What this task involves | Report back each line of the data that contains the word "lines".

Data for processing |
====
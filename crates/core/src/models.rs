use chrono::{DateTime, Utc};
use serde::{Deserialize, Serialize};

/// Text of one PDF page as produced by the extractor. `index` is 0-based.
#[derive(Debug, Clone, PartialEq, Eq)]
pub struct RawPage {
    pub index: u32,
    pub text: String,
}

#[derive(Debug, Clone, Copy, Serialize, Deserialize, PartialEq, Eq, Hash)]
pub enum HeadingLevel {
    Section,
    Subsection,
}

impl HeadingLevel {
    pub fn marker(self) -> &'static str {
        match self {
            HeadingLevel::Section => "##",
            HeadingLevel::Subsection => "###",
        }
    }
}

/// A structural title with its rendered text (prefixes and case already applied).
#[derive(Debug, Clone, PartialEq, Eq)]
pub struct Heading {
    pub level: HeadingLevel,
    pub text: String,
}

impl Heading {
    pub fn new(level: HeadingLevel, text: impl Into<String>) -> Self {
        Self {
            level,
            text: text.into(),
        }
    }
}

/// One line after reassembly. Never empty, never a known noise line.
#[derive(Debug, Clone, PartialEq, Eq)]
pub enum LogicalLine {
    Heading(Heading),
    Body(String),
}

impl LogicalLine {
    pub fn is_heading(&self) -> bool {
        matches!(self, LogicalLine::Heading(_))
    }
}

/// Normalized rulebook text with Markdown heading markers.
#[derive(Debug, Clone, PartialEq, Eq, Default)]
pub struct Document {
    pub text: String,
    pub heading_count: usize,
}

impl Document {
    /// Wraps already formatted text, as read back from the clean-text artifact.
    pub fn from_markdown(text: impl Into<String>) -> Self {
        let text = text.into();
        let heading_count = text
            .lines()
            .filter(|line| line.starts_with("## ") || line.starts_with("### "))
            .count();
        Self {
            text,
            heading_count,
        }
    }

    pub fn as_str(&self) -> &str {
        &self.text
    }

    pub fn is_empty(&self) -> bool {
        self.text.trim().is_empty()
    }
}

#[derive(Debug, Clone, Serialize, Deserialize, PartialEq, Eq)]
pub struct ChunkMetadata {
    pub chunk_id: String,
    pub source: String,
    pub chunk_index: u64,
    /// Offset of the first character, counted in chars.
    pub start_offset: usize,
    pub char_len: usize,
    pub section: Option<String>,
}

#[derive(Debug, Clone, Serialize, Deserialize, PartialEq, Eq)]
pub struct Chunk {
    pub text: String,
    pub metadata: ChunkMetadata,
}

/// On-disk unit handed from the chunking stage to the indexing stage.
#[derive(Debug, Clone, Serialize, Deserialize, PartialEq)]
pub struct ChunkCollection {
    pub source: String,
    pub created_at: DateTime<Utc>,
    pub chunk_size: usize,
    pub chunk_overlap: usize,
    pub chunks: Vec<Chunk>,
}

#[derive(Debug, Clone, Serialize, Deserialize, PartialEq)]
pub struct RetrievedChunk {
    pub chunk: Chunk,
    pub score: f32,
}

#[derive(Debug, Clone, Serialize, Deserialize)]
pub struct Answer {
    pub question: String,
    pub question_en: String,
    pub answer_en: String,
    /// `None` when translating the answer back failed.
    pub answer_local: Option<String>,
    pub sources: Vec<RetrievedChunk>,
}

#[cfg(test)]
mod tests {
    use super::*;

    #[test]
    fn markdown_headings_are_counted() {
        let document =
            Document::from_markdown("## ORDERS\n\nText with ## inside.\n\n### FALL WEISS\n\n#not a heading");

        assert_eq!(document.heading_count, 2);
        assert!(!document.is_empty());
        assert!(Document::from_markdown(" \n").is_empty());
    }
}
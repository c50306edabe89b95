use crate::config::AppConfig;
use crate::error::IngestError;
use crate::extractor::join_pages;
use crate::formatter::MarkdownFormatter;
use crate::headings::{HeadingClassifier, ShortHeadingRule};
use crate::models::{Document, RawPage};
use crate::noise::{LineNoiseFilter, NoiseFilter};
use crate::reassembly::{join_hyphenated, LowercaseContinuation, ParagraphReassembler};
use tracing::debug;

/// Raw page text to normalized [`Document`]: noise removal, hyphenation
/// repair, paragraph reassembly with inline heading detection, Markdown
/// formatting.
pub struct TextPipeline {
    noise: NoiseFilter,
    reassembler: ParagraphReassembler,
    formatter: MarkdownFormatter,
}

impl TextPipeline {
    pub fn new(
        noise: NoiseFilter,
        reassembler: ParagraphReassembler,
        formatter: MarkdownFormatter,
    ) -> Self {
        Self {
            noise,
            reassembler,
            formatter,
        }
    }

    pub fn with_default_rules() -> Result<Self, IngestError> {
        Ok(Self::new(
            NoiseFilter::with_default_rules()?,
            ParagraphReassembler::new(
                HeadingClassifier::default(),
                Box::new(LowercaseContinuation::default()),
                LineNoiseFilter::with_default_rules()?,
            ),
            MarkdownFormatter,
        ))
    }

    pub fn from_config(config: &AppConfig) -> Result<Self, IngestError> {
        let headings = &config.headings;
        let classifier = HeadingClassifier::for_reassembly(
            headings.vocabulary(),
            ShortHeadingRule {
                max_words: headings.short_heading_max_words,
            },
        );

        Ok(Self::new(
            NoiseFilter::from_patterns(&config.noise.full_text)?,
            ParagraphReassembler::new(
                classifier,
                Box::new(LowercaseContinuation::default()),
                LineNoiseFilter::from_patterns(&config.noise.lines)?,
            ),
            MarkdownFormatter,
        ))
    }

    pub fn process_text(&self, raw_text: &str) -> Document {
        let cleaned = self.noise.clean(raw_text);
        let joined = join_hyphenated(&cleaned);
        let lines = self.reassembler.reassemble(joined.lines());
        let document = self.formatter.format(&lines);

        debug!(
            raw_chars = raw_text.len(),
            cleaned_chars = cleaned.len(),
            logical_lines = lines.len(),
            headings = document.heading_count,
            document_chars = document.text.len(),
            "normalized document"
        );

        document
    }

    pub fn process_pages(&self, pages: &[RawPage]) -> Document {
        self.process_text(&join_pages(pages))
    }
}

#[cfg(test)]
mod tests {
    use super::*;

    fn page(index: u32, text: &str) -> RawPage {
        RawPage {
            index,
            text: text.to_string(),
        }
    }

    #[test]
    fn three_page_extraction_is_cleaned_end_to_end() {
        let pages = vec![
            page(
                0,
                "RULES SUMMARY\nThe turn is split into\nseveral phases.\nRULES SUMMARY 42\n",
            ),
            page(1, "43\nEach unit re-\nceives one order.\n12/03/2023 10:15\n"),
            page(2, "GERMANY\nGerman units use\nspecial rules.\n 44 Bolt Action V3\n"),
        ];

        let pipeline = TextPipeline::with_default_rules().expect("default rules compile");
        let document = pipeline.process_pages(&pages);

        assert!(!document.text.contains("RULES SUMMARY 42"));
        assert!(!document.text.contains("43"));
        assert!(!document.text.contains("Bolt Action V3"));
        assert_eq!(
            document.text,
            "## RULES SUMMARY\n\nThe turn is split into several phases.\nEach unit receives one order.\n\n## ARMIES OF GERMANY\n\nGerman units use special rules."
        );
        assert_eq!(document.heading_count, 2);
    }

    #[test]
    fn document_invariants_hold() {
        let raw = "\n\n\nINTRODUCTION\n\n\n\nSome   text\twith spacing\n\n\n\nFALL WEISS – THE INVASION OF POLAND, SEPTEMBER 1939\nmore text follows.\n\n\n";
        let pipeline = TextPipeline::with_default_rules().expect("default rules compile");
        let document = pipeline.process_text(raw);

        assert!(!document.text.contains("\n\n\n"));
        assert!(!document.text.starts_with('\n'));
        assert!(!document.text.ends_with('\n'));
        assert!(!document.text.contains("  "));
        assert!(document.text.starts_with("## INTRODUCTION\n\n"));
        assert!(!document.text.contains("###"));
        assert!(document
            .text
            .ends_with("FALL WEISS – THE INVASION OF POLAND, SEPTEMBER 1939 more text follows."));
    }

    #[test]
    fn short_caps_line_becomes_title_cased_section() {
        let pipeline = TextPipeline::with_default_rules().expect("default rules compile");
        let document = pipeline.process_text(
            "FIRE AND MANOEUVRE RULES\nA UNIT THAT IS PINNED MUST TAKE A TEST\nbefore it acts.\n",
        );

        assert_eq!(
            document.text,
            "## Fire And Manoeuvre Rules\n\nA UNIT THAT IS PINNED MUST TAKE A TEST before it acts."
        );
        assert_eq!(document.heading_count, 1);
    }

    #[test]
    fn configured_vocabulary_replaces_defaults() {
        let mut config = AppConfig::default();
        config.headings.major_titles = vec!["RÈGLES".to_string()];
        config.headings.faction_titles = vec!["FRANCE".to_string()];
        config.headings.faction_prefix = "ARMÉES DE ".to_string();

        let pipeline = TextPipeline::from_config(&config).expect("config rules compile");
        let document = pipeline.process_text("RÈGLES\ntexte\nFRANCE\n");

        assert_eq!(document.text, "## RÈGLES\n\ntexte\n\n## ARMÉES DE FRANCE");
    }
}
====
Exercise response |
            .lines()
                LineNoiseFilter::from_patterns(&config.noise.lines)?,
        let lines = self.reassembler.reassemble(joined.lines());
        let document = self.formatter.format(&lines);
            logical_lines = lines.len(),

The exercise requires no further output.